The bullsh*t jobs are leaving first, as we could see with this health-crisis. The “essential workers” kept their jobs. The nurses, health professionals, doctors, and all those caring for vulnerable and ill people. Of course, society needs them. The same goes for market gardeners, teachers, some lawyers, some politicians, and engineers—also the healers, the inventors, the creators, the creatives. Without them, the world will be a poor place.
Basically, it all boils down to meaning. With meaningful work, where our heart is, the financial means will follow sooner or later.
Honestly, I’m not there yet. I’m investing time and money in the work I believe in, and it can be hard sometimes to keep the faith that it will bear fruit any time soon.
6. Find support by having healthy relationships with family and friends, with those who want the best for you.

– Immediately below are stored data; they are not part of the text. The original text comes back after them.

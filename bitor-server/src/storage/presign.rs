//! Time-boxed download links for scan archives in S3-compatible storage.

use aws_credential_types::Credentials;
use aws_sdk_s3::Client as S3Client;
use aws_sdk_s3::config::{BehaviorVersion, Region};
use aws_sdk_s3::presigning::PresigningConfig;
use std::time::Duration;
use tracing::debug;

use bitor_core::lifecycle::ArchiveDownload;

/// Lifetime of a signed archive URL.
pub const SIGNED_URL_TTL: Duration = Duration::from_secs(15 * 60);

const CREDENTIALS_PROVIDER: &str = "bitor-scan-storage";

#[derive(Debug, thiserror::Error)]
pub enum PresignError {
    #[error("invalid presigning config: {0}")]
    Config(String),
    #[error("failed to sign archive request: {0}")]
    Sign(String),
}

/// Signs GET requests against the storage provider recorded for an archive.
#[derive(Clone, Debug)]
pub struct ArchivePresigner {
    ttl: Duration,
}

impl Default for ArchivePresigner {
    fn default() -> Self {
        Self::new(SIGNED_URL_TTL)
    }
}

impl ArchivePresigner {
    pub fn new(ttl: Duration) -> Self {
        Self { ttl }
    }

    pub fn ttl(&self) -> Duration {
        self.ttl
    }

    fn client(download: &ArchiveDownload) -> S3Client {
        let credentials = Credentials::new(
            download.access_key.as_str(),
            download.secret_key.as_str(),
            None,
            None,
            CREDENTIALS_PROVIDER,
        );
        let config = aws_sdk_s3::Config::builder()
            .behavior_version(BehaviorVersion::latest())
            .region(Region::new(download.region.clone()))
            .endpoint_url(download.endpoint.clone())
            .force_path_style(download.use_path_style)
            .credentials_provider(credentials)
            .build();
        S3Client::from_conf(config)
    }

    /// Returns a URL that downloads the archive object until the TTL runs
    /// out. Signing is local; the storage endpoint is not contacted.
    pub async fn presign(&self, download: &ArchiveDownload) -> Result<String, PresignError> {
        let presigning = PresigningConfig::expires_in(self.ttl)
            .map_err(|err| PresignError::Config(err.to_string()))?;
        let request = Self::client(download)
            .get_object()
            .bucket(&download.bucket)
            .key(&download.key)
            .presigned(presigning)
            .await
            .map_err(|err| PresignError::Sign(err.to_string()))?;

        debug!(bucket = %download.bucket, key = %download.key, "signed archive download");
        Ok(request.uri().to_string())
    }
}

#[cfg(test)]
mod tests {
    use super::*;
    use zeroize::Zeroizing;

    fn download(path_style: bool) -> ArchiveDownload {
        ArchiveDownload {
            bucket: "bitor-scans".to_string(),
            key: "scans/job-1/full.zip".to_string(),
            region: "nyc3".to_string(),
            endpoint: "https://nyc3.digitaloceanspaces.com".to_string(),
            use_path_style: path_style,
            access_key: Zeroizing::new("SPACES_ACCESS".to_string()),
            secret_key: Zeroizing::new("spaces-secret".to_string()),
        }
    }

    #[tokio::test]
    async fn path_style_urls_carry_bucket_in_path() {
        let url = ArchivePresigner::default()
            .presign(&download(true))
            .await
            .expect("signed");
        assert!(
            url.starts_with("https://nyc3.digitaloceanspaces.com/bitor-scans/scans/job-1/full.zip?"),
            "{url}"
        );
        assert!(url.contains("X-Amz-Expires=900"));
        assert!(url.contains("SPACES_ACCESS"));
        assert!(!url.contains("spaces-secret"));
    }

    #[tokio::test]
    async fn virtual_host_urls_carry_bucket_in_host() {
        let url = ArchivePresigner::default()
            .presign(&download(false))
            .await
            .expect("signed");
        assert!(
            url.starts_with("https://bitor-scans.nyc3.digitaloceanspaces.com/scans/job-1/full.zip?"),
            "{url}"
        );
    }
}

Being connected to people who care increases resilience. We all need a support system we can rely on, and they are those people; they are our community. We can’t do it all on our own. Care about each other, and share resources or exchange goods.
7. Cultivate personal resilience.
We are much stronger than we think we are. When difficult times hit us hard—for example, the death of a loved one, illness, a divorce, or the loss of a child—we discover how we live through those hardships without losing ourselves if we only see ourselves as victims of the hard circumstances.
To boost resilience, we can use these three powerful strategies mentioned in this beautiful and helpful TED talk by resilience expert Dr. Lucy Hone:
- Acknowledge that sh*t happens. Human existence also means suffering. Life mostly isn’t shiny, happy pictures on Instagram.
- Make an intentional, deliberate ongoing effort to tune in to what’s good in our world. Focus on the things we can change and accept what we can’t.
- Always ask ourselves: “Is the way I am thinking and acting helping or harming me?”
Know it is possible to live and grieve at the same time with a more resilient, self-sustainable, and freer life.